Around the same time and a wee while later, throughout the 1920s and 1930s, the Metropolitan Railway’s housing developers leapt on the Edwardian's deodorantal environmental improvement, and went berserk building the Dun Roamin style houses you see in the photo above. They sprouted up in private estates all over the fields and woods between Honeypot Lane and Kenton Road.

Over 55,000 people moved in during the first wave. In 1965 so did my family. Enticed in we were because Kenton didn't smell quite so bad as other places and because St Paul's Avenue was close to the Hendon Police Cadet College.

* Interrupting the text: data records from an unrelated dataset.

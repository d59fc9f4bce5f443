//! Connection seams of the real-time provider and their network implementations.

use std::time::Duration;

use futures_util::future::BoxFuture;
use futures_util::{SinkExt, StreamExt};
use serde::Deserialize;
use tokio::net::TcpStream;
use tokio_tungstenite::tungstenite::Message;
use tokio_tungstenite::{MaybeTlsStream, WebSocketStream};

use crate::MarketDataError;

/// Opens connections to the feed.
pub trait Transport: Send + Sync {
    fn connect(&self) -> BoxFuture<'_, Result<Box<dyn Connection>, MarketDataError>>;
}

/// One open, text-framed duplex connection.
pub trait Connection: Send {
    fn send(&mut self, text: String) -> BoxFuture<'_, Result<(), MarketDataError>>;

    /// Next inbound text frame; `None` once the peer closed the connection.
    fn recv(&mut self) -> BoxFuture<'_, Option<Result<String, MarketDataError>>>;

    fn close(&mut self) -> BoxFuture<'_, ()>;
}

/// Acquires the token sent in the subscribe message.
pub trait TokenSource: Send + Sync {
    fn acquire(&self) -> BoxFuture<'_, Result<String, MarketDataError>>;
}

/// WebSocket transport over `tokio-tungstenite`.
#[derive(Debug, Clone)]
pub struct WebSocketTransport {
    url: String,
}

impl WebSocketTransport {
    pub fn new(url: impl Into<String>) -> Self {
        Self { url: url.into() }
    }

    pub fn url(&self) -> &str {
        &self.url
    }
}

impl Transport for WebSocketTransport {
    fn connect(&self) -> BoxFuture<'_, Result<Box<dyn Connection>, MarketDataError>> {
        Box::pin(async move {
            let (stream, _response) = tokio_tungstenite::connect_async(self.url.as_str())
                .await
                .map_err(|error| {
                    MarketDataError::Transport(format!("connect to {} failed: {error}", self.url))
                })?;
            Ok(Box::new(WebSocketConnection { stream }) as Box<dyn Connection>)
        })
    }
}

struct WebSocketConnection {
    stream: WebSocketStream<MaybeTlsStream<TcpStream>>,
}

impl Connection for WebSocketConnection {
    fn send(&mut self, text: String) -> BoxFuture<'_, Result<(), MarketDataError>> {
        Box::pin(async move {
            self.stream
                .send(Message::Text(text))
                .await
                .map_err(|error| MarketDataError::Transport(format!("send failed: {error}")))
        })
    }

    fn recv(&mut self) -> BoxFuture<'_, Option<Result<String, MarketDataError>>> {
        Box::pin(async move {
            loop {
                let frame = match self.stream.next().await? {
                    Ok(frame) => frame,
                    Err(error) => {
                        return Some(Err(MarketDataError::Transport(format!(
                            "receive failed: {error}"
                        ))))
                    }
                };
                match frame {
                    Message::Text(text) => return Some(Ok(text)),
                    Message::Binary(bytes) => {
                        return Some(String::from_utf8(bytes).map_err(|_| {
                            MarketDataError::Parse(String::from("binary frame is not UTF-8"))
                        }))
                    }
                    Message::Close(_) => return None,
                    Message::Ping(_) | Message::Pong(_) | Message::Frame(_) => continue,
                }
            }
        })
    }

    fn close(&mut self) -> BoxFuture<'_, ()> {
        Box::pin(async move {
            if let Err(error) = self.stream.close(None).await {
                tracing::debug!(%error, "websocket close failed");
            }
        })
    }
}

#[derive(Debug, Deserialize)]
struct TokenResponse {
    token: String,
}

/// Fetches a short-lived feed token over HTTP.
///
/// Sends `POST <token_url>` with the API key as a bearer credential and expects
/// `{"token": "..."}` back.
#[derive(Debug, Clone)]
pub struct HttpTokenSource {
    client: reqwest::Client,
    token_url: String,
    api_key: Option<String>,
    timeout: Duration,
}

impl HttpTokenSource {
    pub fn new(token_url: impl Into<String>, api_key: Option<String>) -> Self {
        Self {
            client: reqwest::Client::new(),
            token_url: token_url.into(),
            api_key,
            timeout: Duration::from_secs(5),
        }
    }

    pub fn with_timeout(mut self, timeout: Duration) -> Self {
        self.timeout = timeout;
        self
    }
}

impl TokenSource for HttpTokenSource {
    fn acquire(&self) -> BoxFuture<'_, Result<String, MarketDataError>> {
        Box::pin(async move {
            let mut request = self.client.post(&self.token_url).timeout(self.timeout);
            if let Some(key) = &self.api_key {
                request = request.bearer_auth(key);
            }

            let response = request
                .send()
                .await
                .map_err(|error| {
                    MarketDataError::Authentication(format!("token request failed: {error}"))
                })?;

            let status = response.status();
            if !status.is_success() {
                return Err(MarketDataError::Authentication(format!(
                    "token endpoint returned HTTP {}",
                    status.as_u16()
                )));
            }

            let body: TokenResponse = response.json().await.map_err(|error| {
                MarketDataError::Authentication(format!("token response is malformed: {error}"))
            })?;

            if body.token.trim().is_empty() {
                return Err(MarketDataError::Authentication(String::from(
                    "token endpoint returned an empty token",
                )));
            }
            Ok(body.token)
        })
    }
}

My recreation ground of choice was Queensbury Park aka Queensbury Rec. It had football pitches, ponds, neat flower beds, a pavilion for the vandals to graffiti and a cosy chalet for the park keepers to brew their tea in. Queensbury Rec, the first of the Kentonian Sewage Farm Triptych, sits proudly off the right edge of this my picture (behind you if you are holding the camera). I played my first game of "we've got a referee what knows all the rules" football on the processed stable hay muddy pitch. In my new boots, gold shorts, gold socks (don't forget the shin pads), blue shirt and an old pair of underpants I performed as a solid hard working centre back. A few years earlier Stuart Pearce had lashed a ball about on the same pitch, and bitten opposing forwards' legs in the process. For those in the know, Stuart played 78 times for England in defence, and he was "well hard"; though I reckon Douglas Bader may have caused his tackling style a problem or two.

You can still belt a ball about at Queensbury Rec today, if that is your wont ...and if no one else is on the pitch. You can be posh and play tennis at the Rec, on one of the two tarmac courts that run along the park fence - next to the playground with the Witches Hat in it (before the Witches Hat was banned for being too dangerous). The tennis court nets sometimes sagged, no doubt do they still do today, but please hang in and go with it. Use the little winder thing on the side of the post to tighten them up. You'll have a grand time pretending you're a 1970s Wimbeldon star; Ile Nastase or Yvonne Goolagong.

And now, dear reader, I must wrap up my introduction to Kenton.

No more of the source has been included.